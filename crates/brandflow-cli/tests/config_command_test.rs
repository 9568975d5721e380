mod common;
use common::TestFixture;
use predicates::prelude::*;
use std::fs;

#[test]
fn test_show_without_file_uses_defaults() {
    let fixture = TestFixture::new();
    let result = fixture.json(&["config", "show"]);

    assert_eq!(result["content"]["exists"], false);
    assert_eq!(result["content"]["currency"], "$");
    assert_eq!(result["badge"]["label"], "Using defaults (no config file)");
}

#[test]
fn test_init_writes_file_once() {
    let fixture = TestFixture::new();

    fixture
        .command()
        .args(["config", "init"])
        .assert()
        .success()
        .stdout(predicate::str::contains("Configuration created"));
    assert!(fixture.config_path().exists());

    fixture
        .command()
        .args(["config", "init"])
        .assert()
        .failure()
        .stderr(predicate::str::contains("already exists"));

    fixture
        .command()
        .args(["config", "init", "--force"])
        .assert()
        .success()
        .stdout(predicate::str::contains("Configuration reset"));
}

#[test]
fn test_config_mode_applies_to_commands() {
    let fixture = TestFixture::with_config("default_mode = \"vendor\"\n");
    let result = fixture.json(&["products"]);
    assert_eq!(result["content"]["mode"], "Vendor");

    let result = fixture.json(&["--mode", "seller", "products"]);
    assert_eq!(result["content"]["mode"], "Seller");
}

#[test]
fn test_invalid_config_is_reported() {
    let fixture = TestFixture::new();
    fs::write(fixture.config_path(), "default_mode = \"wholesale\"\n").unwrap();

    fixture
        .command()
        .args(["products"])
        .assert()
        .failure()
        .stderr(predicate::str::contains("Invalid config file"));
}

#[test]
fn test_guidance_without_subcommand() {
    let fixture = TestFixture::new();
    fixture
        .command()
        .assert()
        .success()
        .stdout(predicate::str::contains("brandflow - seller and vendor analytics"))
        .stdout(predicate::str::contains("brandflow config init"));
}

---+---

Exercise — A single number is the answer here: the count of lines in the listing that hold the string "products".

Response — 3